Looking back over these two months of things I happened to take in during my downtime, I realize that I wasted a lot of time on information that left little trace in my mind. Perhaps it was my sensitivity toward the external climate that made me engage in such prolonged thinking, maintaining continuity in my thoughts despite being idle in between. But at noon, the heat still clung to me through my spirit like an unwelcome guest, lingering for a long time before dragging its weight down upon me with an extended pause and bringing about fatigue and discouragement, making me suddenly lose all confidence in my previous resolve. However, I dont think its necessaryor even desirablefor me to resist such a natural emotion. When life is rendered meaningless, one should simply accept that; when there is meaning, one must take action as dictated by ones own circumstances. I had been overly tense before. In fact, time doesnt need filling, and neither does emotion.

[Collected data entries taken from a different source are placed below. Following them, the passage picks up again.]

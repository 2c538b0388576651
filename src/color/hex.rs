/// An opaque 8-bit-per-channel RGB color.
#[derive(Clone, Copy, Debug, Default, PartialEq, Eq, Hash)]
pub struct Rgb8 {
    /// Red channel.
    pub r: u8,
    /// Green channel.
    pub g: u8,
    /// Blue channel.
    pub b: u8,
}

impl Rgb8 {
    /// Fallback color for anything that does not parse.
    pub const BLACK: Self = Self::new(0, 0, 0);

    /// Build a color from its channels.
    pub const fn new(r: u8, g: u8, b: u8) -> Self {
        Self { r, g, b }
    }

    /// Convert into a fully opaque RGBA pixel.
    pub fn to_rgba(self) -> image::Rgba<u8> {
        image::Rgba([self.r, self.g, self.b, 255])
    }
}

/// Parse `#rgb`, `#rrggbb`, `rgb` or `rrggbb` into a color.
///
/// Never fails: any other length or a non-hex digit yields [`Rgb8::BLACK`], so a malformed
/// flag value still produces a usable (if surprising) color.
pub fn hex_to_rgb(hex: &str) -> Rgb8 {
    let digits = hex.strip_prefix('#').unwrap_or(hex);
    if !digits.bytes().all(|b| b.is_ascii_hexdigit()) {
        return Rgb8::BLACK;
    }

    let expanded = match digits.len() {
        3 => digits.chars().flat_map(|c| [c, c]).collect::<String>(),
        6 => digits.to_owned(),
        _ => return Rgb8::BLACK,
    };

    match u32::from_str_radix(&expanded, 16) {
        Ok(rgb) => Rgb8::new((rgb >> 16) as u8, (rgb >> 8) as u8, rgb as u8),
        Err(_) => Rgb8::BLACK,
    }
}

#[cfg(test)]
#[path = "../../tests/unit/color/hex.rs"]
mod tests;
pub(crate) mod codec;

Sinking into the mattress, taking deep breaths, feeling the faint air stream over my nose brush past my upper lip before gently disturbing the surrounding airframe. Breathing in and out repeatedly, the soft mattress gave rise to flickering white clouds of wind disturbance, one after another. The intense heat of summer lit up a patch of irregular light against the otherwise dimly lit skysmall as a pondand I closed my eyes to watch this unseen face under the moonlight. Breathing continued in rhythm, each inhalation and exhalation accompanied by the gentle movement of the surrounding air. White clouds seemed to dance above my head, creating a rainbow-colored canopy. The air grew cooler with each breath, and the mattress felt like having been iced with mint. The lens wobbled as I looked out, revealing cool water cascading down the mountains and distant choirs of pines. A sudden high-pitched screech broke through the stillness, followed by a series of progressively higher-pitched calls that seemed to echo upward in an escalating melody of summers heat.